Stored data:
______

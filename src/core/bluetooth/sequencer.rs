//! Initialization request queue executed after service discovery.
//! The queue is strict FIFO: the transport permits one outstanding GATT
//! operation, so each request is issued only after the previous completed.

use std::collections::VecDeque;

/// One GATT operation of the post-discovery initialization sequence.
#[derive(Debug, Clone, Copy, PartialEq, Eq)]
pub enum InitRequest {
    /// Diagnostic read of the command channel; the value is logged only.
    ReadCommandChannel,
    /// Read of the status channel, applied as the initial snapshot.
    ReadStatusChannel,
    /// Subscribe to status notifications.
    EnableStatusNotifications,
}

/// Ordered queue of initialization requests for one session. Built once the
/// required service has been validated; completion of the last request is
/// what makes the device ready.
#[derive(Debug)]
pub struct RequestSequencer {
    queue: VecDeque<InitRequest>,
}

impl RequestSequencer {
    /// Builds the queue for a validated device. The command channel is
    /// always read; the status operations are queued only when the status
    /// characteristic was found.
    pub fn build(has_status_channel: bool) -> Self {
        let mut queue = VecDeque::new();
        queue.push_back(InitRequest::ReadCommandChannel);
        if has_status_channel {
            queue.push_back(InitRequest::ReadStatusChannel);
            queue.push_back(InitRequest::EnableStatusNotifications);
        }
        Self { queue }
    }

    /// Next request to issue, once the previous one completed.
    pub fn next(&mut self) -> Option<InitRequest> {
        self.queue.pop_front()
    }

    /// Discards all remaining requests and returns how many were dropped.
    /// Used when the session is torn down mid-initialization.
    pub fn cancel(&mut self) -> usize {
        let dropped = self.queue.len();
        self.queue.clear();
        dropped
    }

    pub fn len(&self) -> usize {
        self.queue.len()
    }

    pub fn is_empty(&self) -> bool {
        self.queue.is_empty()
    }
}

______

> Exercise details:
Every entry must be quoted exactly as it appears above.

> Final answer:
filename src/core/bluetooth/sequencer.rs
//! Initialization request queue executed after service discovery.
//! The queue is strict FIFO: the transport permits one outstanding GATT
//! operation, so each request is issued only after the previous completed.

use std::collections::VecDeque;

/// One GATT operation of the post-discovery initialization sequence.
#[derive(Debug, Clone, Copy, PartialEq, Eq)]
pub enum InitRequest {
    /// Diagnostic read of the command channel; the value is logged only.
    ReadCommandChannel,
    /// Read of the status channel, applied as the initial snapshot.
    ReadStatusChannel,
    /// Subscribe to status notifications.
    EnableStatusNotifications,
}

/// Ordered queue of initialization requests for one session. Built once the
/// required service has been validated; completion of the last request is
/// what makes the device ready.
#[derive(Debug)]
pub struct RequestSequencer {
    queue: VecDeque<InitRequest>,
}

impl RequestSequencer {
    /// Builds the queue for a validated device. The command channel is
    /// always read; the status operations are queued only when the status
    /// characteristic was found.
    pub fn build(has_status_channel: bool) -> Self {
        let mut queue = VecDeque::new();
        queue.push_back(InitRequest::ReadCommandChannel);
        if has_status_channel {
            queue.push_back(InitRequest::ReadStatusChannel);
            queue.push_back(InitRequest::EnableStatusNotifications);
        }
        Self { queue }
    }

    /// Next request to issue, once the previous one completed.
    pub fn next(&mut self) -> Option<InitRequest> {
        self.queue.pop_front()
    }

    /// Discards all remaining requests and returns how many were dropped.
    /// Used when the session is torn down mid-initialization.
    pub fn cancel(&mut self) -> usize {
        let dropped = self.queue.len();
        self.queue.clear();
        dropped
    }

    pub fn len(&self) -> usize {
        self.queue.len()
    }

    pub fn is_empty(&self) -> bool {
        self.queue.is_empty()
    }
}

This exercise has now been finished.